Le marché du gaz naturel en 2026 est marqué par une instabilité persistante, alimentée par des tensions géopolitiques dans le détroit d’Ormuz et des stocks européens de gaz à un niveau alarmant. Avec seulement 48 % de remplissage, bien en deçà de la moyenne saisonnière de 61 %, l’Europe pourrait faire face à des défis majeurs pour sécuriser son approvisionnement cet hiver.
Un contexte géopolitique tendu
Les tensions dans le détroit d’Ormuz, une voie stratégique pour le transport mondial de gaz naturel liquéfié (GNL), ont provoqué une remontée des prix sur les marchés spot. En juillet 2026, le contrat TTF Month-Ahead s’établit à 44,60 €/MWh, tandis que les contrats à terme pour 2027 restent plus modérés à 34,42 €/MWh. Cette volatilité reflète les incertitudes liées aux perturbations logistiques et à la lenteur des discussions diplomatiques.

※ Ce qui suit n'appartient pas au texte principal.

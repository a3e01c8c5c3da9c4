// src/url_norm.rs
//! Canonical URL form used only for equality checks (dedup, ledger, allow-lists).
//! Never display or deliver the canonical string; keep the original link for that.

use url::Url;

/// Canonicalize `raw`: drop fragment and `utm_*` params, drop an empty query,
/// collapse a non-root trailing slash. Unparseable input is returned trimmed.
pub fn normalize_url(raw: &str) -> String {
    let trimmed = raw.trim();
    let Ok(mut url) = Url::parse(trimmed) else {
        return trimmed.to_string();
    };

    url.set_fragment(None);

    if let Some(query) = url.query() {
        let kept: Vec<&str> = query
            .split('&')
            .filter(|pair| !pair.is_empty())
            .filter(|pair| {
                let name = pair.split('=').next().unwrap_or_default();
                !name.to_ascii_lowercase().starts_with("utm_")
            })
            .collect();
        if kept.is_empty() {
            url.set_query(None);
        } else {
            let joined = kept.join("&");
            url.set_query(Some(&joined));
        }
    }

    let path = url.path().to_string();
    if path.len() > 1 && path.ends_with('/') {
        let collapsed = path.trim_end_matches('/');
        url.set_path(if collapsed.is_empty() { "/" } else { collapsed });
    }

    url.to_string()
}

/// True for absolute http(s) URLs with a host.
pub fn is_http_url(raw: &str) -> bool {
    match Url::parse(raw.trim()) {
        Ok(u) => matches!(u.scheme(), "http" | "https") && u.host_str().is_some(),
        Err(_) => false,
    }
}

/// `scheme://host[:port]` of an http(s) URL.
pub fn origin_of(raw: &str) -> Option<String> {
    let u = Url::parse(raw.trim()).ok()?;
    if !matches!(u.scheme(), "http" | "https") {
        return None;
    }
    Some(u.origin().ascii_serialization())
}

/// Lowercased host without a leading `www.`.
pub fn host_of(raw: &str) -> Option<String> {
    let u = Url::parse(raw.trim()).ok()?;
    let h = u.host_str()?.to_ascii_lowercase();
    Some(h.strip_prefix("www.").unwrap_or(&h).to_string())
}

/// True when the URL points at the site root (`/`, no query).
pub fn is_root_path(raw: &str) -> bool {
    match Url::parse(raw.trim()) {
        Ok(u) => u.path() == "/" && u.query().is_none(),
        Err(_) => false,
    }
}

#[cfg(test)]
mod tests {
    use super::*;

    #[test]
    fn strips_fragment_and_tracking() {
        assert_eq!(
            normalize_url("https://a.example/x?utm_source=x&id=3&UTM_Medium=y#frag"),
            "https://a.example/x?id=3"
        );
    }

    #[test]
    fn drops_empty_query() {
        assert_eq!(
            normalize_url("https://a.example/x?utm_source=x"),
            "https://a.example/x"
        );
        assert_eq!(normalize_url("https://a.example/x?"), "https://a.example/x");
    }

    #[test]
    fn collapses_trailing_slash_but_keeps_root() {
        assert_eq!(normalize_url("https://a.example/news/"), "https://a.example/news");
        assert_eq!(normalize_url("https://a.example/news//"), "https://a.example/news");
        assert_eq!(normalize_url("https://a.example/"), "https://a.example/");
        assert_eq!(normalize_url("https://a.example"), "https://a.example/");
    }

    #[test]
    fn garbage_fails_open() {
        assert_eq!(normalize_url("  not a url  "), "not a url");
    }

    #[test]
    fn http_check_and_origin() {
        assert!(is_http_url("http://a.example/x"));
        assert!(!is_http_url("mailto:a@b.c"));
        assert!(!is_http_url("/relative"));
        assert_eq!(
            origin_of("https://a.example:8443/x?q=1").as_deref(),
            Some("https://a.example:8443")
        );
        assert_eq!(host_of("https://WWW.Acme.example/a").as_deref(), Some("acme.example"));
        assert!(is_root_path("https://a.example"));
        assert!(!is_root_path("https://a.example/news"));
    }
}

Des stocks européens insuffisants
Le faible niveau de remplissage des stocks de gaz en Europe inquiète particulièrement. En cas de baisse des températures cet hiver, l’approvisionnement pourrait être compromis, entraînant une pression supplémentaire sur les prix. Les importations européennes de GNL, bien qu’en hausse de 11 % depuis janvier 2026, ne suffisent pas à compenser ce déficit.
Conséquences pour les entreprises
Les entreprises dépendantes du gaz, notamment pour le chauffage ou la production, risquent de voir leurs coûts augmenter significativement. Cette situation souligne l’importance de sécuriser des contrats à long terme pour limiter l’impact des fluctuations de prix sur les budgets énergétiques.
En France, les professionnels peuvent envisager une renégociation de leurs contrats pour anticiper ces hausses et maîtriser leurs coûts énergétiques.